Haskell thunks - foldl vs foldr

Question

Learning Haskell, I came across the fact that foldl creates thunks and might crash the stack, so it's better to use foldl' from Data.List . Why is it just foldl , and not, for example, foldr ?

Thanks

Answer 1

There is no need for foldr' because you can cause the effect yourself.

Here is why: Consider foldl f 0 [1,2,3] . This expands to f (f (f 0 1) 2) 3 , so by the time you get anything back to work with, thunks for (f 0 1) and (f (f 0 1) 2) have to be created. If you want to avoid this (by evaluating these subexpressions before continuing), you have to instruct foldl to do it for you – that is foldl' .

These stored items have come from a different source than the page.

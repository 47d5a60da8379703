/// Randomized tests for usage accounting
///
/// Random traffic is recorded from many concurrent tasks while syncs run
/// and fail at random. Whatever the interleaving, every recorded byte must
/// be delivered exactly once.
mod common;

use common::{client_endpoint, credentials, session_config, MockAccessManager, MockClientStream};
use rand::Rng;
use std::sync::Arc;
use std::time::Duration;
use tunnel_core::session::{SessionManager, SessionStatus};
use tunnel_core::usage::Traffic;

/// 并发记录与同步交错，最终上报总量等于记录总量
#[tokio::test(flavor = "multi_thread", worker_threads = 4)]
async fn test_usage_conservation_under_concurrent_sync() {
    let mock = MockAccessManager::new();
    let manager = Arc::new(SessionManager::new(mock.clone(), session_config()));
    let ep = client_endpoint();
    let session = manager.create_or_get(&credentials("c1"), ep).await.unwrap();
    for i in 0..4 {
        manager
            .admit_stream(session.id(), &format!("s{}", i), MockClientStream::new(), ep)
            .unwrap();
    }

    let mut writers = Vec::new();
    for _ in 0..4 {
        let manager = manager.clone();
        let id = session.id();
        writers.push(tokio::spawn(async move {
            let mut recorded = Traffic::default();
            for _ in 0..500 {
                let (sent, received) = {
                    let mut rng = rand::rng();
                    (rng.random_range(0..10_000u64), rng.random_range(0..10_000u64))
                };
                manager.record_usage(id, sent, received).unwrap();
                recorded += Traffic::new(sent, received);
                if sent % 7 == 0 {
                    tokio::task::yield_now().await;
                }
            }
            recorded
        }));
    }

    let syncer = {
        let manager = manager.clone();
        let mock = mock.clone();
        tokio::spawn(async move {
            for _ in 0..50 {
                let fail = rand::rng().random_bool(0.3);
                mock.set_fail_reports(fail);
                manager.sync_all().await;
                tokio::time::sleep(Duration::from_millis(1)).await;
            }
            mock.set_fail_reports(false);
        })
    };

    let mut expected = Traffic::default();
    for writer in writers {
        expected += writer.await.unwrap();
    }
    syncer.await.unwrap();

    manager.shutdown().await;
    assert_eq!(session.status(), SessionStatus::Disposed);
    assert_eq!(mock.delivered_total(session.id()), expected);
    assert_eq!(session.total_usage(), expected);
}

/// 随机的接入、分离和用量操作不会让会话进入非法状态
#[tokio::test]
async fn test_random_stream_operations() {
    let mock = MockAccessManager::new();
    let manager = SessionManager::new(mock.clone(), session_config());
    let ep = client_endpoint();
    let session = manager.create_or_get(&credentials("c1"), ep).await.unwrap();

    let mut rng = rand::rng();
    let mut attached: Vec<String> = Vec::new();
    let mut expected = Traffic::default();

    for step in 0..1000 {
        match rng.random_range(0..4) {
            0 => {
                let id = format!("s{}", rng.random_range(0..20));
                let result = manager.admit_stream(session.id(), &id, MockClientStream::new(), ep);
                if attached.contains(&id) {
                    assert!(result.is_err(), "step {}: duplicate {} accepted", step, id);
                } else {
                    result.unwrap();
                    attached.push(id);
                }
            }
            1 if !attached.is_empty() => {
                let id = attached.swap_remove(rng.random_range(0..attached.len()));
                manager
                    .detach_stream(session.id(), &id, rng.random_bool(0.5))
                    .await
                    .unwrap();
            }
            2 => {
                let (sent, received) = (rng.random_range(0..1000), rng.random_range(0..1000));
                manager.record_usage(session.id(), sent, received).unwrap();
                expected += Traffic::new(sent, received);
            }
            _ => {
                manager.sync_all().await;
            }
        }

        assert_eq!(session.stream_count(), attached.len());
        if !attached.is_empty() {
            assert_eq!(session.status(), SessionStatus::Active);
        }
    }

    manager.shutdown().await;
    assert_eq!(session.stream_count(), 0);
    assert_eq!(mock.delivered_total(session.id()), expected);
}
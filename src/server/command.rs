/// 基于文件的命令通道
///
/// 运行中的实例轮询命令文件；另一个进程写入命令（如 `stop`）即可控制它。
use anyhow::{Context, Result};
use std::fmt;
use std::io;
use std::path::{Path, PathBuf};
use std::str::FromStr;
use std::time::Duration;
use tokio::sync::mpsc;
use tokio::task::JoinHandle;
use tokio_util::sync::CancellationToken;
use tracing::{debug, info, warn};

const DEFAULT_POLL_INTERVAL: Duration = Duration::from_secs(1);

/// 主机命令
#[derive(Debug, Clone, Copy, PartialEq, Eq)]
pub enum HostCommand {
    /// 同步用量后停止
    Stop,
    /// 立即同步一次用量
    Sync,
}

impl FromStr for HostCommand {
    type Err = anyhow::Error;

    fn from_str(s: &str) -> Result<Self> {
        match s.trim().to_ascii_lowercase().as_str() {
            "stop" => Ok(Self::Stop),
            "sync" => Ok(Self::Sync),
            other => anyhow::bail!("Unknown command '{}'", other),
        }
    }
}

impl fmt::Display for HostCommand {
    fn fmt(&self, f: &mut fmt::Formatter<'_>) -> fmt::Result {
        match self {
            Self::Stop => f.write_str("stop"),
            Self::Sync => f.write_str("sync"),
        }
    }
}

/// 向运行中的实例发送命令
pub async fn send_command(path: impl AsRef<Path>, command: HostCommand) -> Result<()> {
    let path = path.as_ref();
    tokio::fs::write(path, command.to_string())
        .await
        .with_context(|| format!("Failed to write command file: {}", path.display()))?;
    info!("Command '{}' sent via {}", command, path.display());
    Ok(())
}

/// 命令文件监听器
pub struct CommandListener {
    path: PathBuf,
    poll_interval: Duration,
}

impl CommandListener {
    pub fn new(path: impl Into<PathBuf>) -> Self {
        Self {
            path: path.into(),
            poll_interval: DEFAULT_POLL_INTERVAL,
        }
    }

    pub fn with_poll_interval(mut self, poll_interval: Duration) -> Self {
        self.poll_interval = poll_interval;
        self
    }

    pub fn path(&self) -> &Path {
        &self.path
    }

    /// 删除启动前残留的命令文件
    pub async fn clear(&self) -> Result<()> {
        match tokio::fs::remove_file(&self.path).await {
            Ok(()) => {
                debug!("Removed stale command file {}", self.path.display());
                Ok(())
            }
            Err(e) if e.kind() == io::ErrorKind::NotFound => Ok(()),
            Err(e) => Err(e)
                .with_context(|| format!("Failed to remove command file: {}", self.path.display())),
        }
    }

    /// 读取并消费一条命令
    pub async fn poll(&self) -> Result<Option<HostCommand>> {
        let content = match tokio::fs::read_to_string(&self.path).await {
            Ok(content) => content,
            Err(e) if e.kind() == io::ErrorKind::NotFound => return Ok(None),
            Err(e) => {
                return Err(e).with_context(|| {
                    format!("Failed to read command file: {}", self.path.display())
                })
            }
        };
        self.clear().await?;

        if content.trim().is_empty() {
            return Ok(None);
        }
        match content.parse::<HostCommand>() {
            Ok(command) => Ok(Some(command)),
            Err(e) => {
                warn!("Ignoring command file content: {}", e);
                Ok(None)
            }
        }
    }

    /// 在后台轮询，收到的命令发往 `tx`
    pub fn spawn(self, tx: mpsc::Sender<HostCommand>, cancel: CancellationToken) -> JoinHandle<()> {
        tokio::spawn(async move {
            let mut timer = tokio::time::interval(self.poll_interval);
            loop {
                tokio::select! {
                    _ = cancel.cancelled() => break,
                    _ = timer.tick() => {
                        match self.poll().await {
                            Ok(Some(command)) => {
                                info!("Received command: {}", command);
                                if tx.send(command).await.is_err() {
                                    break;
                                }
                            }
                            Ok(None) => {}
                            Err(e) => warn!("Command listener error: {:#}", e),
                        }
                    }
                }
            }
            debug!("Command listener stopped");
        })
    }
}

With foldr , things are different. What you get back from foldr f 0 [1, 2, 3] is f 1 (foldr f 0 [2, 3]) (where the expression in parenthesis is a thunk). If you want to evaluate (parts of) the outer application of f , you can do that now, without a linear number of thunks being created first.

But in general, you are using foldr with lazy functions for f that can already do something (eg produce list constructors) before looking at the second argument.

Using foldr with a strict f (eg (+) ) has the unwanted effect of putting all applications on the stack until the end of the list is reached; clearly not what you want, and not a situation where a however-looking foldr' could help.